> _Exercise instructions_: Your answer must contain each line of the listing in which "LayoutMetrics" appears, copied in full.

> _Input for this task_:

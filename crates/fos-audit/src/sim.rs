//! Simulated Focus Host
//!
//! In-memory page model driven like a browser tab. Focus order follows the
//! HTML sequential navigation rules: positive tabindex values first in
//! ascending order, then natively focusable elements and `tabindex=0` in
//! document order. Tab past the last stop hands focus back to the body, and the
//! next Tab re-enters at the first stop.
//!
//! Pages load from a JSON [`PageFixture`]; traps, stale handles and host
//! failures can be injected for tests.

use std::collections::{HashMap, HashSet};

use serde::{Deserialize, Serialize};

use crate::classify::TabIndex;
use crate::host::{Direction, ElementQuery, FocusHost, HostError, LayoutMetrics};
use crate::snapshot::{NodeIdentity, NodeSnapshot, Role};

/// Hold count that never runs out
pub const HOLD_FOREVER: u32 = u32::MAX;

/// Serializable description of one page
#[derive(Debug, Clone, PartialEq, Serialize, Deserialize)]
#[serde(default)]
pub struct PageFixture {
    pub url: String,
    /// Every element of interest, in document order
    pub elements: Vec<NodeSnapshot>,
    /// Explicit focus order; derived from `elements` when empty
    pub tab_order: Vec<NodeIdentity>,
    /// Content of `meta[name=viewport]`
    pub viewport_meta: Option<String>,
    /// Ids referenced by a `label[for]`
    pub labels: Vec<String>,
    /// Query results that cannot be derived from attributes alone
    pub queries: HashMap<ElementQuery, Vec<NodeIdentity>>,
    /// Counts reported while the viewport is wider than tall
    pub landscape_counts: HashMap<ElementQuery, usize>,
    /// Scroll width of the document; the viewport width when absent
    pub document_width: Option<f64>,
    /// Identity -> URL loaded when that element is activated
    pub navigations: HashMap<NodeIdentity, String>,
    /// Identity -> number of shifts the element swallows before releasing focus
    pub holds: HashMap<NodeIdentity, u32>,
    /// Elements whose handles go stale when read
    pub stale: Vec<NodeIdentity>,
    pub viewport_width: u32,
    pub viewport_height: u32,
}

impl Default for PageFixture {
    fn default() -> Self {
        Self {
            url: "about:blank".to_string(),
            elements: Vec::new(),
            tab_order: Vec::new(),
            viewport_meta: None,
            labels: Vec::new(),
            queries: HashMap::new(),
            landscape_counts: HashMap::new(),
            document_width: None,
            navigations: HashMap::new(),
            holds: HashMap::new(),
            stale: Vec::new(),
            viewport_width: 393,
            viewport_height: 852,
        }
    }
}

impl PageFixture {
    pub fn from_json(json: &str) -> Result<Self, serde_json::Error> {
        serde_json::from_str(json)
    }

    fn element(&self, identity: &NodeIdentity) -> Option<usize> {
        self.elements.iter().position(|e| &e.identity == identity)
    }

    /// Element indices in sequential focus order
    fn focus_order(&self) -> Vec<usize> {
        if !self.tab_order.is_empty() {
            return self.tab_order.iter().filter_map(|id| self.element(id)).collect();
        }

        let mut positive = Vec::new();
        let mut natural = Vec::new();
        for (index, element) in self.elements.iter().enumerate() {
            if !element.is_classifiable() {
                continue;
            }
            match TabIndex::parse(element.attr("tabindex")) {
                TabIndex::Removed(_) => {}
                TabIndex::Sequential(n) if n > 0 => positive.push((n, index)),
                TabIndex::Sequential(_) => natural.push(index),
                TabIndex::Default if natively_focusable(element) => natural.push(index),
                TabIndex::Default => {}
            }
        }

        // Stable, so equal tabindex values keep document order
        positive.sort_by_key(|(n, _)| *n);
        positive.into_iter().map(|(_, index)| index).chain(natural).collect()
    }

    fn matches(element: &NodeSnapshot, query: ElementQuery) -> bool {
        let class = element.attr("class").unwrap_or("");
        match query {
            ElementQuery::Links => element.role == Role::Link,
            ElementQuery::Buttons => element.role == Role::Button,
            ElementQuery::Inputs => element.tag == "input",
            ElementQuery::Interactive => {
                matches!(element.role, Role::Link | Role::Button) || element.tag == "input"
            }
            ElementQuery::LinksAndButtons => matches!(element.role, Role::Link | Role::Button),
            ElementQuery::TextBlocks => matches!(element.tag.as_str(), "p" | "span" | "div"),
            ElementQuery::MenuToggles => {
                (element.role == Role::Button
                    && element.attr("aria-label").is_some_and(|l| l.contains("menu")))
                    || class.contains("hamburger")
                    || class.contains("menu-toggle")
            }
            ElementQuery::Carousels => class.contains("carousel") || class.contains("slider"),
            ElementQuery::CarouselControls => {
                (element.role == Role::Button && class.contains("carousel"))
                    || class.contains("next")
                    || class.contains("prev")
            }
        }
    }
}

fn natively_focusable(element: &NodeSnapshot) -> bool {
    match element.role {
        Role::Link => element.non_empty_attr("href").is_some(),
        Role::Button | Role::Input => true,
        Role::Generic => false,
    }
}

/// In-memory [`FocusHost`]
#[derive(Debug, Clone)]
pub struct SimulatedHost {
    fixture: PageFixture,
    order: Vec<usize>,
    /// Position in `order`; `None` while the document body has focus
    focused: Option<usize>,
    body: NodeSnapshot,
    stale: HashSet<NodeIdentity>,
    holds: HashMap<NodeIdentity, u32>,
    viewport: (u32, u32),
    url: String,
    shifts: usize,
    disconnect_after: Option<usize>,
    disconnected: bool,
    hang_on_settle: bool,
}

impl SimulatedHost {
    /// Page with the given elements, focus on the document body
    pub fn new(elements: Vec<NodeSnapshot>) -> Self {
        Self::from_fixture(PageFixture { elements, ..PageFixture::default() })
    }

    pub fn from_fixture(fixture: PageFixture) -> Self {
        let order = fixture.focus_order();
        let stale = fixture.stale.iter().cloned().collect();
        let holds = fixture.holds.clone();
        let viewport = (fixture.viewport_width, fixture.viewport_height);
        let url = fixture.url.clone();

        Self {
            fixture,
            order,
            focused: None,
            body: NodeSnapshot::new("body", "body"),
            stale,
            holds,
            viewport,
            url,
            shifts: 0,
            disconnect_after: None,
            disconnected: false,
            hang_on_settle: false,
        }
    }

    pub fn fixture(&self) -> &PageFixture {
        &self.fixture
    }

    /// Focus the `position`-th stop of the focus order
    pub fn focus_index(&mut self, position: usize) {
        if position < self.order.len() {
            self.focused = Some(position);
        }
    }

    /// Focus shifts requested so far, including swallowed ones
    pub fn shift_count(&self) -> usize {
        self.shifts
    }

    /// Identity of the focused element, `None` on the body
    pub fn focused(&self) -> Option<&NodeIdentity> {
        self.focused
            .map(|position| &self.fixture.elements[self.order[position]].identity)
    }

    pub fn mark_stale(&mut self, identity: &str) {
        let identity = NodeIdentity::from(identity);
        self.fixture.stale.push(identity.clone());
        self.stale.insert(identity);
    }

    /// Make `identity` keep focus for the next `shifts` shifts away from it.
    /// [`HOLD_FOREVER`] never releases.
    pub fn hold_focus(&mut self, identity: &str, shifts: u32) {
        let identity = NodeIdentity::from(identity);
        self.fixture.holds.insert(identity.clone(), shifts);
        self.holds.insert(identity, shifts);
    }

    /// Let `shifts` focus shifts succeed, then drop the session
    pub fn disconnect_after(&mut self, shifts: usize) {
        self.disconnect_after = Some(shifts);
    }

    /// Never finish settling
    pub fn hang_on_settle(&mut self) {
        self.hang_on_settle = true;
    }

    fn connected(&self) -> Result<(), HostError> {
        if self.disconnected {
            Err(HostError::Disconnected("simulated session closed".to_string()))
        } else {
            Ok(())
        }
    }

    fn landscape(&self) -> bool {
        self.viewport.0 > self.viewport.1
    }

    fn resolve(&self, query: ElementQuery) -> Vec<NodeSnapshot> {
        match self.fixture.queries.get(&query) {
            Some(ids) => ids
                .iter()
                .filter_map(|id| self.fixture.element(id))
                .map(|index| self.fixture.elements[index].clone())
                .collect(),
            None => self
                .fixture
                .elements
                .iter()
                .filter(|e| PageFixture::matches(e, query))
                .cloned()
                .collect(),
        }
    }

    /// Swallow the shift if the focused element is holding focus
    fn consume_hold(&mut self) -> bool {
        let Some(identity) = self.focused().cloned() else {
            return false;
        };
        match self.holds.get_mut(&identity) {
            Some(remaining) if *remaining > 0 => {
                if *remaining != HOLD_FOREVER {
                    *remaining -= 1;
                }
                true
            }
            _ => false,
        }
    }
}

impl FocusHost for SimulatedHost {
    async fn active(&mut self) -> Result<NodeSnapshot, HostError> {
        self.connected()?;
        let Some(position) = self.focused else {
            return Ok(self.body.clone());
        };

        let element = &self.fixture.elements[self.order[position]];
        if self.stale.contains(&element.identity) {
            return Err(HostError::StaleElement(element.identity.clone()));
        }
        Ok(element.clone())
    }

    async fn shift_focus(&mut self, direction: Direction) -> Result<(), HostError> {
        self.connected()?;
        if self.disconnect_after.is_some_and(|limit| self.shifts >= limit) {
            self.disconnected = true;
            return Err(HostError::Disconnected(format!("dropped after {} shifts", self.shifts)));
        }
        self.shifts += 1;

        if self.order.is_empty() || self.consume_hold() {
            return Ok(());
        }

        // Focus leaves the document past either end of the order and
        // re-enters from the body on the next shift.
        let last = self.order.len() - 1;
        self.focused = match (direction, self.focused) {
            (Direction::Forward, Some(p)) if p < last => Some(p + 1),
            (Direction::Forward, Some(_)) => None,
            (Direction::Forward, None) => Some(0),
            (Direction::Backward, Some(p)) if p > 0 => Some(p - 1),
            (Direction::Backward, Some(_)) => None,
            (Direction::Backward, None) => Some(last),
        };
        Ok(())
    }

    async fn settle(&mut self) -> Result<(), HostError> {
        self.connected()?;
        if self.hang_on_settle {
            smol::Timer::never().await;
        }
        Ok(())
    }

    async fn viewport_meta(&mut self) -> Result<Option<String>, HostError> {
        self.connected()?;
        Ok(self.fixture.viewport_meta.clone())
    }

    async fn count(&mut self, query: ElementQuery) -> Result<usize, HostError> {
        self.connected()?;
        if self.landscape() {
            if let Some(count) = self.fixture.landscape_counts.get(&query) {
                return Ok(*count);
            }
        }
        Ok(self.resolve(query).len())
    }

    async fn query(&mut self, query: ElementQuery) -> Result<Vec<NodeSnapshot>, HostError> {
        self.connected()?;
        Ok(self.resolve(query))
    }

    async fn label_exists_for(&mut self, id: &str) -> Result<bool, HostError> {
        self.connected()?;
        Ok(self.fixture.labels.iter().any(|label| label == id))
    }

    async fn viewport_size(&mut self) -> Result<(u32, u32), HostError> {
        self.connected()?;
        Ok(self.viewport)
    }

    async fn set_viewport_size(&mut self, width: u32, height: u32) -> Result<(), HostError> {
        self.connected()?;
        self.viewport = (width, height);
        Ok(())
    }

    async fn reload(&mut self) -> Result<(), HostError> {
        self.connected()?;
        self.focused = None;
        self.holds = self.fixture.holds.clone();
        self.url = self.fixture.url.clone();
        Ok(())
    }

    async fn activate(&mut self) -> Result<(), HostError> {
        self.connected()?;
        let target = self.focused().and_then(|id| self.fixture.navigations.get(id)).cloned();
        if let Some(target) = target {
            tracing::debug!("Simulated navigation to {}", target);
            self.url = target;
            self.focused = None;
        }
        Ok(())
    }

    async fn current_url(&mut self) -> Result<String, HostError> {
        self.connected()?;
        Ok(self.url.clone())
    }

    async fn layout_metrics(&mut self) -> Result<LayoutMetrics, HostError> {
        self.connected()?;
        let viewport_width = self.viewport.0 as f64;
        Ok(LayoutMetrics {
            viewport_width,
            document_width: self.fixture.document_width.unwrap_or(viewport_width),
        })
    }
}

> _Worked solution_:
use crate::host::{Direction, ElementQuery, FocusHost, HostError, LayoutMetrics};
    async fn layout_metrics(&mut self) -> Result<LayoutMetrics, HostError> {
        Ok(LayoutMetrics {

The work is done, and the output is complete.